South Park:The Dragon Stone

Chapter 4

Eric ran as far as he could: which was only as far as Kyle's house. "God Damn that gang! Must. Reach. Kyle." Eric said, falling over. He tried to catch his breath, but yelped as more air soft pellets bounced off the fence. "Kyle." Eric said, falling over himself as more pellets bounced off his head. After 20 minutes, Cartman finally reached Kyle's door. "KYLE!" Cartman yelled. Kyle finally answered the door. "What?" Cartman panted nonstop, barely able to stand up. "Kyle. The- the-" "Spit it out fat ass, Im busy." Kyle said. "The Phoenix gang. Their after the stone. Hide me!" Cartman yelled, running inside. Kyle shrugged. 10 seconds later, there was knock at the door. Kyle opened it to find Trey, Nico, and there friends. "Did fat ass run in here?" Trey asked. Kyle felt the stone, which Cartman had given to him. "Nope." Kyle said. Trey laughed. "Kyle, we know you have what we want." He then pulled out a desert eagle.92 air soft pistol. "Now hand it over." Kyle backed up a step. "Sorry but, I have to... Run away now!" Kyle said, running out the door. Nico ran off. "Go get Cartman, We'll get the stone!" Trey nodded and darted upstairs after Cartman.

"Oh no. Oh no. Oh no no no no no!" Cartman mumbled, running up the stairs. "No. No. No. Ah, window!" he said, running towards an open window. But when he tried to get through, he was to fat! Trey laughed. "Fatty fat to big for the rabbit hole?" "Suck my balls!" Cartman yelled. "How bout suck my lead!" Trey yelled, then fired 3 times, hitting Eric right in the chest, smashing him through the window and off the roof. "God dammit!" Eric yelled as he fell out the second story and hit the ground. "Oh hell no, fatty. Your not getting off that easy." Trey yelled down, jumping off the roof. "Fuck!" Cartman yelled as he stumbled to his feet and managed to clear the fence. "And the hunt is on, fatty!" Trey laughed, jumping over the fence after him.
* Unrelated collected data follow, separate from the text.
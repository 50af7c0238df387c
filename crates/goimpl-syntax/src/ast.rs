// Copyright (c) Ken Kocienda and other contributors.
//
// This source code is licensed under the MIT license found in the
// LICENSE file in the root directory of this source tree.

//! Declaration-level syntax tree for Go source files.
//!
//! The tree keeps what stub generation needs: the package clause, the import
//! declarations with their spans, every type declaration with its full type
//! expression, and function signatures with receivers. Function bodies and
//! `var`/`const` declarations are kept as opaque spans.
//!
//! [`TypeExpr`] carries no spans. Nodes are compared and rebuilt freely by
//! the rewriter and printed back out by [`crate::printer`].

use goimpl_core::patch::Span;

// ============================================================================
// File structure
// ============================================================================

/// A parsed Go source file.
#[derive(Debug, Clone, PartialEq, Eq)]
pub struct SourceFile {
    /// Package name from the package clause.
    pub package: String,
    /// Span of the `package name` clause.
    pub package_span: Span,
    /// Import declarations in source order.
    pub imports: Vec<ImportDecl>,
    /// Top-level declarations in source order.
    pub decls: Vec<Decl>,
}

impl SourceFile {
    /// Every import spec, across all import declarations.
    pub fn import_specs(&self) -> impl Iterator<Item = &ImportSpec> {
        self.imports.iter().flat_map(|d| d.specs.iter())
    }

    /// Every type spec, across grouped and single declarations.
    pub fn type_specs(&self) -> impl Iterator<Item = &TypeSpec> {
        self.decls.iter().flat_map(|d| match d {
            Decl::Type(td) => td.specs.as_slice(),
            _ => &[],
        })
    }

    /// Every function and method declaration.
    pub fn funcs(&self) -> impl Iterator<Item = &FuncDecl> {
        self.decls.iter().filter_map(|d| match d {
            Decl::Func(f) => Some(f),
            _ => None,
        })
    }
}

/// `import "path"` or `import ( ... )`.
#[derive(Debug, Clone, PartialEq, Eq)]
pub struct ImportDecl {
    /// From `import` through the last spec or `)`.
    pub span: Span,
    /// The `(` of a grouped declaration.
    pub lparen: Option<Span>,
    /// The `)` of a grouped declaration.
    pub rparen: Option<Span>,
    pub specs: Vec<ImportSpec>,
}

/// One imported package.
#[derive(Debug, Clone, PartialEq, Eq)]
pub struct ImportSpec {
    /// Explicit name: an identifier, `_`, or `.`.
    pub name: Option<String>,
    /// Unquoted import path.
    pub path: String,
    /// From the name (or path) through the path literal.
    pub span: Span,
}

/// A top-level declaration.
#[derive(Debug, Clone, PartialEq, Eq)]
pub enum Decl {
    Type(TypeDecl),
    Func(FuncDecl),
    /// `var` or `const`, kept opaque.
    Value(Span),
}

/// `type X ...` or `type ( ... )`.
#[derive(Debug, Clone, PartialEq, Eq)]
pub struct TypeDecl {
    pub span: Span,
    pub specs: Vec<TypeSpec>,
}

/// One named type.
#[derive(Debug, Clone, PartialEq, Eq)]
pub struct TypeSpec {
    pub name: String,
    /// From the name through the end of the type.
    pub span: Span,
    pub type_params: Vec<TypeParam>,
    /// `type A = B`.
    pub alias: bool,
    pub ty: TypeExpr,
}

/// A group of type parameters sharing a constraint: `K, V comparable`.
#[derive(Debug, Clone, PartialEq, Eq)]
pub struct TypeParam {
    pub names: Vec<String>,
    pub constraint: TypeExpr,
}

/// A function or method declaration.
#[derive(Debug, Clone, PartialEq, Eq)]
pub struct FuncDecl {
    pub recv: Option<Receiver>,
    pub name: String,
    pub type_params: Vec<TypeParam>,
    pub sig: FuncType,
    /// Span of the `{ ... }` body, if present.
    pub body: Option<Span>,
    /// From `func` through the body or signature.
    pub span: Span,
}

/// A method receiver, reduced to what method sets need.
#[derive(Debug, Clone, PartialEq, Eq)]
pub struct Receiver {
    pub name: Option<String>,
    /// `*T` rather than `T`.
    pub pointer: bool,
    /// Receiver base type name.
    pub base: String,
    /// Type parameter names of a generic receiver: `(b *Box[T])`.
    pub type_args: Vec<String>,
}

// ============================================================================
// Type expressions
// ============================================================================

/// Channel direction.
#[derive(Debug, Clone, Copy, PartialEq, Eq, Hash)]
pub enum ChanDir {
    /// `chan T`
    Both,
    /// `chan<- T`
    Send,
    /// `<-chan T`
    Recv,
}

/// A Go type expression.
#[derive(Debug, Clone, PartialEq, Eq, Hash)]
pub enum TypeExpr {
    /// `T`
    Name(String),
    /// `pkg.T`
    Qualified { package: String, name: String },
    /// `T[A, B]`
    Generic {
        base: Box<TypeExpr>,
        args: Vec<TypeExpr>,
    },
    /// `*T`
    Pointer(Box<TypeExpr>),
    /// `[]T`
    Slice(Box<TypeExpr>),
    /// `[N]T`, length kept verbatim.
    Array { len: String, elem: Box<TypeExpr> },
    /// `map[K]V`
    Map {
        key: Box<TypeExpr>,
        value: Box<TypeExpr>,
    },
    /// `chan T`, `chan<- T`, `<-chan T`
    Chan { dir: ChanDir, elem: Box<TypeExpr> },
    /// `func(...) ...`
    Func(FuncType),
    /// `interface { ... }`
    Interface(InterfaceType),
    /// `struct { ... }`
    Struct(StructType),
    /// `(T)`
    Paren(Box<TypeExpr>),
    /// `...T`, only as the final parameter type.
    Ellipsis(Box<TypeExpr>),
    /// `A | ~B`, or a lone `~A`.
    Union(Vec<UnionTerm>),
}

impl TypeExpr {
    /// Shorthand for a qualified name.
    pub fn qualified(package: impl Into<String>, name: impl Into<String>) -> Self {
        TypeExpr::Qualified {
            package: package.into(),
            name: name.into(),
        }
    }

    /// Strip any number of enclosing parentheses.
    pub fn unparen(&self) -> &TypeExpr {
        let mut ty = self;
        while let TypeExpr::Paren(inner) = ty {
            ty = inner;
        }
        ty
    }
}

/// One term of a union constraint.
#[derive(Debug, Clone, PartialEq, Eq, Hash)]
pub struct UnionTerm {
    /// `~T`
    pub tilde: bool,
    pub ty: TypeExpr,
}

/// A function signature.
#[derive(Debug, Clone, Default, PartialEq, Eq, Hash)]
pub struct FuncType {
    pub params: Vec<Param>,
    pub results: Vec<Param>,
}

impl FuncType {
    /// Whether the final parameter is `...T`.
    pub fn is_variadic(&self) -> bool {
        matches!(self.params.last(), Some(Param { ty: TypeExpr::Ellipsis(_), .. }))
    }
}

/// A parameter or result group: `a, b int` or a lone unnamed type.
#[derive(Debug, Clone, PartialEq, Eq, Hash)]
pub struct Param {
    /// Empty for an unnamed parameter.
    pub names: Vec<String>,
    pub ty: TypeExpr,
}

impl Param {
    /// An unnamed parameter.
    pub fn unnamed(ty: TypeExpr) -> Self {
        Param {
            names: Vec::new(),
            ty,
        }
    }

    /// How many positional values this group stands for.
    pub fn arity(&self) -> usize {
        self.names.len().max(1)
    }
}

/// An interface type literal.
#[derive(Debug, Clone, Default, PartialEq, Eq, Hash)]
pub struct InterfaceType {
    pub elems: Vec<InterfaceElem>,
}

impl InterfaceType {
    /// Explicit methods, in declaration order.
    pub fn methods(&self) -> impl Iterator<Item = &MethodSpec> {
        self.elems.iter().filter_map(|e| match e {
            InterfaceElem::Method(m) => Some(m),
            InterfaceElem::Embed(_) => None,
        })
    }

    /// Embedded elements, in declaration order.
    pub fn embeds(&self) -> impl Iterator<Item = &TypeExpr> {
        self.elems.iter().filter_map(|e| match e {
            InterfaceElem::Embed(t) => Some(t),
            InterfaceElem::Method(_) => None,
        })
    }
}

/// An element of an interface literal.
#[derive(Debug, Clone, PartialEq, Eq, Hash)]
pub enum InterfaceElem {
    Method(MethodSpec),
    /// An embedded interface, type, or union constraint.
    Embed(TypeExpr),
}

/// `Name(params) results` inside an interface.
#[derive(Debug, Clone, PartialEq, Eq, Hash)]
pub struct MethodSpec {
    pub name: String,
    pub sig: FuncType,
}

/// A struct type literal.
#[derive(Debug, Clone, Default, PartialEq, Eq, Hash)]
pub struct StructType {
    pub fields: Vec<Field>,
}

/// A struct field group; `names` is empty for an embedded field.
#[derive(Debug, Clone, PartialEq, Eq, Hash)]
pub struct Field {
    pub names: Vec<String>,
    pub ty: TypeExpr,
    /// Tag literal as written, quotes included.
    pub tag: Option<String>,
}

impl Field {
    pub fn is_embedded(&self) -> bool {
        self.names.is_empty()
    }
}

#[cfg(test)]
mod tests {
    use super::*;

    #[test]
    fn variadic_detection() {
        let sig = FuncType {
            params: vec![
                Param::unnamed(TypeExpr::Name("string".into())),
                Param::unnamed(TypeExpr::Ellipsis(Box::new(TypeExpr::Name("any".into())))),
            ],
            results: vec![],
        };
        assert!(sig.is_variadic());
        assert!(!FuncType::default().is_variadic());
    }

    #[test]
    fn unparen_strips_nesting() {
        let t = TypeExpr::Paren(Box::new(TypeExpr::Paren(Box::new(TypeExpr::Name(
            "T".into(),
        )))));
        assert_eq!(t.unparen(), &TypeExpr::Name("T".into()));
    }

    #[test]
    fn grouped_param_arity() {
        let p = Param {
            names: vec!["a".into(), "b".into()],
            ty: TypeExpr::Name("int".into()),
        };
        assert_eq!(p.arity(), 2);
        assert_eq!(Param::unnamed(TypeExpr::Name("int".into())).arity(), 1);
    }
}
"STAN!" Kyle yelled as pellets bounced all around him. "Were coming for you Kyle!" Nico yelled. Kyle managed to get to Stans house and cleared the fence. "Stan! Stan, Nico and Trey started a gang and the killed Kupa Keep guys and they shot Eric and now there coming after me! Hide me!" Kyle yelled when Stan came to the door. "K." Stan said, flipping through his Playboy. "Thanks Stan!" Kyle said running off. Soon Nico and his friends ran in. "Did a Jew carrying a rock come in here?" Nico asked. "He's upstairs." Stan said distractedly. "Thank you!" Nico yelled, leading his friends upstairs. "Look at those tig old bitties." Stan said. Nico forced his way into Stans room to find Kyle had disappeared. "Search the room. Find that Stone!" Nico yelled, and the guys began to turn the room upside down. After 30 minutes, the only thing they had discovered was a guy in the closet who refused to come out. "He's gotta be here somewhere. Keep looking." Nico said, unaware that Kyle was hidden under Stans bed. After another hour, Nico groaned and said "Forget it. Lets head back and plan our next phase." One of the other boys stepped up and said "But sir, what about the stone?" Nico laughed. "Don't worry Mike. We'll get it. One way or another. We'll get it." Kyle shivered.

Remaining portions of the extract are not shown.